2. Actual Product Shots. Photoshop mockups are great and look nice but what’s even better are actual shots of the printed item to supplement the mockups. You can do this by doing you own photo shoot or you can make it interactive by encouraging buyers or fans of your brand to send you their photos. Another idea would be to set up a Flickr account for your brand and have a Flickr group so that your customers who are Flickr users can upload their photos directly to your group. 

3. Make Your Site Social. Comments are great to building a community. Why not have the ability for users to make comments on individual product pages. iTunes does this quite well by allowing members of the iTunes community to comment and rate tunes that they purchase. Wouldn’t it be great if you could leave a comment and even rate tees that you purchased on the product page of the design you loved? 

4. Top Sellers List. Having a section that lists the top 5 or 10 designs in your store is a great way to sell even more of your most popular items. People tend to gravitate toward items that they know are popular. These can either be based on sales, ratings or a combination of both. Having a Top Sellers or Popular Items list points these customers in the right direction! 

5. Out of Print Gallery. Indie tee designs are pieces of art and they should be treated as such. I often wonder what out-of-print designs from my favorite designers looked like. Why not have a section set up that showed off your designs that people can NO LONGER buy. Make people want what they can’t have! This will make people want to buy items that you currently have in stock (in fear of them being sold out and gone forever) and will provide word of mouth (they’ll start talking about your old stuff that they can’t have).

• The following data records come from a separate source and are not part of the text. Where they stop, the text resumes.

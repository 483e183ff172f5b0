use thiserror::Error;
use warren_bus::{RangeError, RouterError};

use crate::ProtocolKind;

/// Why two ports could not be bound. Returned to the platform builder, which decides whether the
/// build continues.
#[derive(Debug, Clone, PartialEq, Eq, Error)]
pub enum BindingError {
    #[error("`{port}` ({port_protocol}) cannot be bound to `{peer}` ({peer_protocol})")]
    ProtocolMismatch {
        port: String,
        peer: String,
        port_protocol: ProtocolKind,
        peer_protocol: ProtocolKind,
    },

    #[error("`{port}` has no strategy that can bind to `{peer}`")]
    NotConnectable { port: String, peer: String },

    #[error("`{port}` cannot be bound to itself")]
    SelfBinding { port: String },

    #[error("cannot bind a {protocol} {mode} to another {protocol} {mode}")]
    SameMode {
        protocol: ProtocolKind,
        mode: &'static str,
    },

    #[error("a {protocol} {left} cannot be bound to a {protocol} {right}")]
    IncompatibleModes {
        protocol: ProtocolKind,
        left: &'static str,
        right: &'static str,
    },

    #[error("missing `{key}` binding attribute")]
    MissingHint { key: &'static str },

    #[error("invalid `{key}` binding attribute `{value}`")]
    MalformedHint { key: &'static str, value: String },

    #[error("{protocol} {mode} ports cannot be bound hierarchically")]
    HierarchicalUnsupported {
        protocol: ProtocolKind,
        mode: &'static str,
    },

    #[error("{protocol} {child} port cannot delegate to a {protocol} {parent} port")]
    HierarchicalTypeMismatch {
        protocol: ProtocolKind,
        child: &'static str,
        parent: &'static str,
    },

    #[error("a multi-drop slave is already bound at address 0x{address:02x}")]
    DuplicateAddress { address: u16 },

    #[error("a chip-select slave is already bound on chip select {cs}")]
    DuplicateChipSelect { cs: u32 },

    #[error("{what} is already bound")]
    AlreadyBound { what: String },

    #[error(transparent)]
    Range(#[from] RangeError),

    #[error(transparent)]
    Router(#[from] RouterError),
}

impl BindingError {
    /// Whether this is a mode mismatch of a hierarchical binding rather than a hard failure.
    pub fn is_hierarchical_type_mismatch(&self) -> bool {
        matches!(self, BindingError::HierarchicalTypeMismatch { .. })
    }
}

Do you run your own online store and have tips that you would like to add? Feel free to mention them in the comment section below! Think these ideas suck or wouldn’t work - let me know why!http://www.cotygonzales.com/2008/10/15/5-tips-that-will-improve-your-online-store/


----------



## lindsayanng (Oct 3, 2008)

*replies*

I have to agree with everything but the "make it a community" 

In my opinion, retailers should be retailers and they usually can not create or FORCE a community. HOWEVER, customer reviews and comments are always nice.. just not the whole forum thing. SOO many online retailers have lame forums where one guy posts every so often. Every one of the sites that i built for online retail (shirts or otherwise) have had the ability for customers to review and rate. 

Top Sellers and Specials are DEFINITELY a must!!! Even if they arent really a "special price" featuring items is a good way to get customers to look.

The one thing i would add is DONT OVER DO IT!!!
Some people add SOO many "extras" to their site that it is overwhelming and clutters.. All that FLASH drives me CRAZY.. who wants to see the same animation OVER AND OVER.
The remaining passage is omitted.